[Dataset entries]
>>>

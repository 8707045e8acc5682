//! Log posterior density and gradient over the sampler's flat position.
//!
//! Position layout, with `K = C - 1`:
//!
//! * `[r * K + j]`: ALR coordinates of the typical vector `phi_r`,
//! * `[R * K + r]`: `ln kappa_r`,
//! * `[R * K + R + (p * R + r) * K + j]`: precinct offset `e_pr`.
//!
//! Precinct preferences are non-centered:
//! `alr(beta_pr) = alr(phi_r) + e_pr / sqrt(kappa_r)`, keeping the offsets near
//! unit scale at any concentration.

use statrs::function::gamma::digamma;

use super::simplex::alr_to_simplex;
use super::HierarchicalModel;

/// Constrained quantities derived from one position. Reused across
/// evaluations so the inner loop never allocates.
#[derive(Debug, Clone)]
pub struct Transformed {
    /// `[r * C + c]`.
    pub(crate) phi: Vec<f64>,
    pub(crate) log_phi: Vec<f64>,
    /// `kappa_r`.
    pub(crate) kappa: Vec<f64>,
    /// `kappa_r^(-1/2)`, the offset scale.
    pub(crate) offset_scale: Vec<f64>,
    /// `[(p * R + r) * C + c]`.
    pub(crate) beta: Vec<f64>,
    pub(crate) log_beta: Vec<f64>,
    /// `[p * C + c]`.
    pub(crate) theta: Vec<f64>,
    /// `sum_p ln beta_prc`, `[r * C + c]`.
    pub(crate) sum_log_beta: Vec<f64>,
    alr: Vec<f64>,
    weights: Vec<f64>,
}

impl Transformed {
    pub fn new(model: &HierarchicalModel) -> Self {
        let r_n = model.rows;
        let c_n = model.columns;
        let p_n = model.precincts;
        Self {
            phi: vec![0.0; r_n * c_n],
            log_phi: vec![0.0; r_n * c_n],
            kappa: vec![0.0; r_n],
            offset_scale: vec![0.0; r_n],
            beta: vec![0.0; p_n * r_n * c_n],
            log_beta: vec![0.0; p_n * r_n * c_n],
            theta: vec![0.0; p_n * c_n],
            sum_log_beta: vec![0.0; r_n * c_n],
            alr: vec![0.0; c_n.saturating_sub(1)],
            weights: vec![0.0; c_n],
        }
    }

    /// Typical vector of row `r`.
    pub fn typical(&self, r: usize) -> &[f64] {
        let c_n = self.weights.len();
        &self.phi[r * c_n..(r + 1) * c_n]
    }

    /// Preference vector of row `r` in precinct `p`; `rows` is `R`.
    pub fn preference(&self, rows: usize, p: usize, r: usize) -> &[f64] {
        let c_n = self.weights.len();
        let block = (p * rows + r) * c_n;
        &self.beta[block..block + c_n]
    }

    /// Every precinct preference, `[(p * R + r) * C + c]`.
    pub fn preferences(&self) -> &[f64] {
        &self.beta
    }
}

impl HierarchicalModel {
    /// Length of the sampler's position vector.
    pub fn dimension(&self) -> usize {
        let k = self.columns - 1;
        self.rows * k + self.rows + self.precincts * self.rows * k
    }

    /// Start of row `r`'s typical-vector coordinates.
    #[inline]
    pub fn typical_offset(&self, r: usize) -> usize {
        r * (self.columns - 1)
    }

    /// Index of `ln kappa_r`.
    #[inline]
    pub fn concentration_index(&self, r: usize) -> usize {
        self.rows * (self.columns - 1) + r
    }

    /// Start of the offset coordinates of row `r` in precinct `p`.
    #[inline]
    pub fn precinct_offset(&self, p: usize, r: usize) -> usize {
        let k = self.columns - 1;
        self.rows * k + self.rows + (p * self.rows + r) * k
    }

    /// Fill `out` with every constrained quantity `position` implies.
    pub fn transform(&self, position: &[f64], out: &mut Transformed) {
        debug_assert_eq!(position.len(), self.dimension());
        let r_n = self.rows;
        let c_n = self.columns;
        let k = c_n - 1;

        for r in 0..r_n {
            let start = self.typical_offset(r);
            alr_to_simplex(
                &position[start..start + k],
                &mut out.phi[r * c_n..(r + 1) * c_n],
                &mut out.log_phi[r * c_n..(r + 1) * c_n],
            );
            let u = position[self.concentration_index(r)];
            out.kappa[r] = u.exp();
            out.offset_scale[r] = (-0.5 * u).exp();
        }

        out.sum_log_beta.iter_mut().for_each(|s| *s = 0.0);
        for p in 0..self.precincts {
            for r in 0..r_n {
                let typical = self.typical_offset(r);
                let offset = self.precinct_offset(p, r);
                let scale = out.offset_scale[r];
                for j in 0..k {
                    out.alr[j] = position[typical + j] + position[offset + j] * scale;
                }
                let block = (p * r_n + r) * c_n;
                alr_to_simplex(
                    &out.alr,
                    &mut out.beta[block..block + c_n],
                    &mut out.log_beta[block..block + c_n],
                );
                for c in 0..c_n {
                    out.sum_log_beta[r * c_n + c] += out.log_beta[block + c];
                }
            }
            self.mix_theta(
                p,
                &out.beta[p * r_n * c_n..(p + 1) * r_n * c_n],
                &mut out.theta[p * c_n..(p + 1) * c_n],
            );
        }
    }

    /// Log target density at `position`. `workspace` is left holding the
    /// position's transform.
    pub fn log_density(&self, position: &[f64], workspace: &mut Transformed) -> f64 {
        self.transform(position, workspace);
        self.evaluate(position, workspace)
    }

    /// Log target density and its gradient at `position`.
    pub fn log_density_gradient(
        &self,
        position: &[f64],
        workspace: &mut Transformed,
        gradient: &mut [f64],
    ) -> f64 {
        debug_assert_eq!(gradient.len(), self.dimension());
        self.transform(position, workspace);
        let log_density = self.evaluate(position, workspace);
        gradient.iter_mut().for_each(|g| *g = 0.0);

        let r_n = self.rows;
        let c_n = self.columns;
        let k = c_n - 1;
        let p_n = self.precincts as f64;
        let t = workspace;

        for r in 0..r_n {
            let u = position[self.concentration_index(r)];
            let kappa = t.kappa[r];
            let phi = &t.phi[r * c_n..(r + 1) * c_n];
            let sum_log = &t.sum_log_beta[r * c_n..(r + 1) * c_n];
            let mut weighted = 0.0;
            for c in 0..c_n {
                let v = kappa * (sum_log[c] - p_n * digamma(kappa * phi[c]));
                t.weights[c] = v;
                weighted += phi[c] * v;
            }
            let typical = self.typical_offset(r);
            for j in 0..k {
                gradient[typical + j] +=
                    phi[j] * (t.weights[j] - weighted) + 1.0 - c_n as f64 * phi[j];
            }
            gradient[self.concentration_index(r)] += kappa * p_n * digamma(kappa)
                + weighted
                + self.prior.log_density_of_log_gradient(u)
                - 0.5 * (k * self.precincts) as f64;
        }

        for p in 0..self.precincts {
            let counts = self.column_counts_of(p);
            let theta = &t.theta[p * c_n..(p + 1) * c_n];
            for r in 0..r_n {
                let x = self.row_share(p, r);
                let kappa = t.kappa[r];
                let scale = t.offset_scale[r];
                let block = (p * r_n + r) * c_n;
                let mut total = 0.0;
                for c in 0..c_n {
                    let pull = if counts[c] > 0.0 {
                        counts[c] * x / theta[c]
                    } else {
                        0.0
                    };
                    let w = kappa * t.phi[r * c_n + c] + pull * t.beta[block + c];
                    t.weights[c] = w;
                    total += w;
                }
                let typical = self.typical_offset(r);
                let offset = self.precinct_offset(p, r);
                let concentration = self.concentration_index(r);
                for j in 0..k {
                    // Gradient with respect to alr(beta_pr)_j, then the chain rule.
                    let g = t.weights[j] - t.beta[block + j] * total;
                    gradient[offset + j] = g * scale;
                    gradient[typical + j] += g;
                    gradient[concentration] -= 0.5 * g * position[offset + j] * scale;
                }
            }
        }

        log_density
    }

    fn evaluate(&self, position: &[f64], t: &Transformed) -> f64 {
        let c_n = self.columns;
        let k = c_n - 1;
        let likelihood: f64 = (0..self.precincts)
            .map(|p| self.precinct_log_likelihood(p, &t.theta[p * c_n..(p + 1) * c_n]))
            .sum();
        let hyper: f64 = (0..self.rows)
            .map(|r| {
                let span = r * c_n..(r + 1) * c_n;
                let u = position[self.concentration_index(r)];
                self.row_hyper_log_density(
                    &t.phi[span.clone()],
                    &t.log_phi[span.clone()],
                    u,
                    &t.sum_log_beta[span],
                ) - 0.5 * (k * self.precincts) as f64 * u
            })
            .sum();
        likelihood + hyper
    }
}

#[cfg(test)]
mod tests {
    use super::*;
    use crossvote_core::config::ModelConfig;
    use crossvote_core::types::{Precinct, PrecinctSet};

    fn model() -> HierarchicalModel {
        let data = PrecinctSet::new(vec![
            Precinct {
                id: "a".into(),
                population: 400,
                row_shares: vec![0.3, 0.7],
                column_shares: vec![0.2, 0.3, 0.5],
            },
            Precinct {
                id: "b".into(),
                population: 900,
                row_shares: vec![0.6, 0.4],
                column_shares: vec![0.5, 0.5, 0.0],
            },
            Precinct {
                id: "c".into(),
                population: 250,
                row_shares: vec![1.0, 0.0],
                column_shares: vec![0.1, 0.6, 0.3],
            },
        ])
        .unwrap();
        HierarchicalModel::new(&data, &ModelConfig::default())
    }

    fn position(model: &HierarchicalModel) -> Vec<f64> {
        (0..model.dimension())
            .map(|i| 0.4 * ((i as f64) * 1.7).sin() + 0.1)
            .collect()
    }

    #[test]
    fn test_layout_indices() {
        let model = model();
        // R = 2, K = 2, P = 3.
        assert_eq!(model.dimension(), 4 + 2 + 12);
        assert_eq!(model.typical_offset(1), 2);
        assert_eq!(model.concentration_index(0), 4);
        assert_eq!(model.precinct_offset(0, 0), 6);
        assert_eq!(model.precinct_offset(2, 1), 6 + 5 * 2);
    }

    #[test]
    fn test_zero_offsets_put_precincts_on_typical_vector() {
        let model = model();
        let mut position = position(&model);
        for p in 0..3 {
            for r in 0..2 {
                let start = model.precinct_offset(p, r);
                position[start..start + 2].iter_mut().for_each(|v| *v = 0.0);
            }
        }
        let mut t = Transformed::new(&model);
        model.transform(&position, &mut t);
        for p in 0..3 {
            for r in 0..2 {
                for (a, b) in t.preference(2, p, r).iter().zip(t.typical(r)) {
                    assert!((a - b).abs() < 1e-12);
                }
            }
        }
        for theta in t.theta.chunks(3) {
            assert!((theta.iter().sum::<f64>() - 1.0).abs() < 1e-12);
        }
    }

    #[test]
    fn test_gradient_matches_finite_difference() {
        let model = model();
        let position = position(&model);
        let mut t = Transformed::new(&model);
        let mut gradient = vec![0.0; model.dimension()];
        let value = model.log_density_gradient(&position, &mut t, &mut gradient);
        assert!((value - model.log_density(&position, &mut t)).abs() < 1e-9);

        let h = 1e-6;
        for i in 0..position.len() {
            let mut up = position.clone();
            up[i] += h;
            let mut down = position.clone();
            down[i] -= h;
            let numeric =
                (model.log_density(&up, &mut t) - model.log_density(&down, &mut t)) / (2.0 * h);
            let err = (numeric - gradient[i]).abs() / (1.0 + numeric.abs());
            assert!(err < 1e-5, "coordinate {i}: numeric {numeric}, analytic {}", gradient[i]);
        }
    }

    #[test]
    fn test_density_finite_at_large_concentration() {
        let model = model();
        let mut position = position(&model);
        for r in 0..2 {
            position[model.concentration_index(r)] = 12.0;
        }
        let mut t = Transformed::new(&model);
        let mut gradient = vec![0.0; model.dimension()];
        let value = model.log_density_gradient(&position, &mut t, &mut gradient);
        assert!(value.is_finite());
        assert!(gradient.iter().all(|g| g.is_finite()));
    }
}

<<<

### Your instructions
Please return the lines above that run from the line containing "let theta = &t.theta[p" to the line containing "use crossvote_core::config::ModelConfig;", inclusive, exactly and with no other lines.

### Exercise solution
            let theta = &t.theta[p * c_n..(p + 1) * c_n];
            for r in 0..r_n {
                let x = self.row_share(p, r);
                let kappa = t.kappa[r];
                let scale = t.offset_scale[r];
                let block = (p * r_n + r) * c_n;
                let mut total = 0.0;
                for c in 0..c_n {
                    let pull = if counts[c] > 0.0 {
                        counts[c] * x / theta[c]
                    } else {
                        0.0
                    };
                    let w = kappa * t.phi[r * c_n + c] + pull * t.beta[block + c];
                    t.weights[c] = w;
                    total += w;
                }
                let typical = self.typical_offset(r);
                let offset = self.precinct_offset(p, r);
                let concentration = self.concentration_index(r);
                for j in 0..k {
                    // Gradient with respect to alr(beta_pr)_j, then the chain rule.
                    let g = t.weights[j] - t.beta[block + j] * total;
                    gradient[offset + j] = g * scale;
                    gradient[typical + j] += g;
                    gradient[concentration] -= 0.5 * g * position[offset + j] * scale;
                }
            }
        }

        log_density
    }

    fn evaluate(&self, position: &[f64], t: &Transformed) -> f64 {
        let c_n = self.columns;
        let k = c_n - 1;
        let likelihood: f64 = (0..self.precincts)
            .map(|p| self.precinct_log_likelihood(p, &t.theta[p * c_n..(p + 1) * c_n]))
            .sum();
        let hyper: f64 = (0..self.rows)
            .map(|r| {
                let span = r * c_n..(r + 1) * c_n;
                let u = position[self.concentration_index(r)];
                self.row_hyper_log_density(
                    &t.phi[span.clone()],
                    &t.log_phi[span.clone()],
                    u,
                    &t.sum_log_beta[span],
                ) - 0.5 * (k * self.precincts) as f64 * u
            })
            .sum();
        likelihood + hyper
    }
}

#[cfg(test)]
mod tests {
    use super::*;
    use crossvote_core::config::ModelConfig;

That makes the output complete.